Um dos ex-alunos do mestre Jimmy, Fábio Garcia atualmente é escritor, mestrando do PPGE e fundador de uma editora que prioriza livros de autores negros, a Editora Cruz e Souza. Fábio salienta que só é escritor hoje graças à consciência negra, despertada nele pelo mestre de capoeira. “No ginásio Alberto Campos, no Estreito, ele iniciou centenas de jovens no universo da capoeira.

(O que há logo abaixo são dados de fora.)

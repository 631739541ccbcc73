//! Instruction data deserialization helpers
//!
//! All reads are bounds-checked and little-endian. Out-of-range reads return
//! `InvalidInstruction` and never panic.

use crate::error::AmmError;
use crate::types::SwapDirection;

/// Read a u8 from instruction data
#[inline]
pub fn read_u8(data: &[u8], offset: usize) -> Result<u8, AmmError> {
    data.get(offset).copied().ok_or(AmmError::InvalidInstruction)
}

/// Read a fixed-size byte array from instruction data
#[inline]
pub fn read_bytes<const N: usize>(data: &[u8], offset: usize) -> Result<[u8; N], AmmError> {
    let end = offset.checked_add(N).ok_or(AmmError::InvalidInstruction)?;
    let slice = data.get(offset..end).ok_or(AmmError::InvalidInstruction)?;
    let mut bytes = [0u8; N];
    bytes.copy_from_slice(slice);
    Ok(bytes)
}

/// Read a u16 (little-endian) from instruction data
#[inline]
pub fn read_u16(data: &[u8], offset: usize) -> Result<u16, AmmError> {
    read_bytes::<2>(data, offset).map(u16::from_le_bytes)
}

/// Read a u64 (little-endian) from instruction data
#[inline]
pub fn read_u64(data: &[u8], offset: usize) -> Result<u64, AmmError> {
    read_bytes::<8>(data, offset).map(u64::from_le_bytes)
}

/// Read a boolean flag (0 or 1)
#[inline]
pub fn read_bool(data: &[u8], offset: usize) -> Result<bool, AmmError> {
    match read_u8(data, offset)? {
        0 => Ok(false),
        1 => Ok(true),
        _ => Err(AmmError::InvalidInstruction),
    }
}

/// Read a SwapDirection from instruction data
#[inline]
pub fn read_direction(data: &[u8], offset: usize) -> Result<SwapDirection, AmmError> {
    match read_u8(data, offset)? {
        0 => Ok(SwapDirection::XToY),
        1 => Ok(SwapDirection::YToX),
        _ => Err(AmmError::InvalidInstruction),
    }
}

/// Instruction data reader with tracked offset
pub struct InstructionReader<'a> {
    data: &'a [u8],
    offset: usize,
}

impl<'a> InstructionReader<'a> {
    #[inline]
    pub fn new(data: &'a [u8]) -> Self {
        Self { data, offset: 0 }
    }

    #[inline]
    pub fn offset(&self) -> usize {
        self.offset
    }

    #[inline]
    pub fn remaining(&self) -> usize {
        self.data.len().saturating_sub(self.offset)
    }

    #[inline]
    pub fn read_u8(&mut self) -> Result<u8, AmmError> {
        let val = read_u8(self.data, self.offset)?;
        self.offset += 1;
        Ok(val)
    }

    #[inline]
    pub fn read_u16(&mut self) -> Result<u16, AmmError> {
        let val = read_u16(self.data, self.offset)?;
        self.offset += 2;
        Ok(val)
    }

    #[inline]
    pub fn read_u64(&mut self) -> Result<u64, AmmError> {
        let val = read_u64(self.data, self.offset)?;
        self.offset += 8;
        Ok(val)
    }

    #[inline]
    pub fn read_bool(&mut self) -> Result<bool, AmmError> {
        let val = read_bool(self.data, self.offset)?;
        self.offset += 1;
        Ok(val)
    }

    #[inline]
    pub fn read_bytes<const N: usize>(&mut self) -> Result<[u8; N], AmmError> {
        let val = read_bytes(self.data, self.offset)?;
        self.offset += N;
        Ok(val)
    }

    #[inline]
    pub fn read_direction(&mut self) -> Result<SwapDirection, AmmError> {
        let val = read_direction(self.data, self.offset)?;
        self.offset += 1;
        Ok(val)
    }

    /// Reject trailing bytes after the last expected field
    #[inline]
    pub fn finish(&self) -> Result<(), AmmError> {
        if self.remaining() != 0 {
            return Err(AmmError::InvalidInstruction);
        }
        Ok(())
    }
}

Ao final de cada treino havia as rodas de conversas…e o mestre sempre dizia ‘não quero aluno burro, vão estudar’”, relata Fábio, sobre as aulas de capoeira em 1995 com o mestre Jimmy.
O professor Fábio Machado Pinto, o Bagé na capoeira, recentemente foi redistribuído para a Universidade Federal de Pelotas (UFPel), mas lecionava na UFSC desde 1996 e continua na instituição como professor voluntário do PPGE. Orientador de mestrado de Fábio Garcia, o professor Fábio convivia com Valmir em diversas atuações no CED e CDS. “Jimmy foi um camarada muito especial, sua marca sempre foi: uma fala impactante, a pausa, uma gargalhada matreira. Trilhamos juntos muitos caminhos, nos afastamos, reencontramos, trabalhamos, escrevemos artigos, realizamos rodas, oficinas, cursos, formação de professores e educadores populares, rimos, lutamos, apanhamos, batemos, entrevistamos, pesquisamos… o cultivo de uma boa amizade, até o fim”, escreveu em uma rede social.
O professor reitera que são tantas as contribuições de Valmir à Academia, em especial à UFSC, que fica difícil resumir. Pelo relato dele, onde havia a oportunidade de ensinar sobre a capoeira, sobre a cultura e educação afro-brasileira, o amigo era presença confirmada. Sua atuação foi reconhecida, em 2015, pela Câmara Municipal de Florianópolis, com a outorga da Medalha Cruz e Souza.
>> depoimento de Valmir Ari Brito ao receber a Medalha Cruz e Souza
“Foi, de fato, um daqueles que lutou por uma relação mais forte entre a ciência e a cultura popular. Jimmy fez uma trincheira nesse campo e eu pude participar com ele. Realizamos pesquisas e estudos, além de eventos sociais, culturais e acadêmicos. Em 1999 iniciamos a primeira pesquisa histórica sobre a capoeira da Ilha. Organizamos muitos eventos juntos, ensinamos professores da rede pública, mostramos a capoeira nas escolas e comunidades, escrevemos livros e artigos, conferências em eventos de todo o tipo, escrevemos manifestos pela autonomia da capoeira frente a Educação Física, enfim… Foram inúmeros trabalhos”, complementou.
Valmir também participou de obras importantes para os estudos da área, como livros, documentários e pesquisas históricas, como a “Nova Cartografia Social dos Povos e Comunidades Tradicionais do Brasil”, e com conhecimentos que ajudaram a embasar o argumento para que, em 2015, o CED concedesse o reconhecimento de Notório Saber ao Mestre Nô, por sua atuação como educador popular e mestre de capoeira.
A professora Ilka e o professor Fábio destacam que Valmir pretendia fazer doutorado na UFSC, e já estava tentando há alguns anos ingressar nos programas. Infelizmente, uma doença autoimune que, desde 2017, debilitava a saúde do educador, interrompeu seus planos. Valmir veio a falecer em decorrência de um Acidente Vascular Cerebral Hemorrágico, no Hospital Universitário da UFSC. O mestre deixa dois filhos, e quatro netos. Recebeu as homenagens dos amigos em uma cerimônia reservada no último sábado, 24 de julho.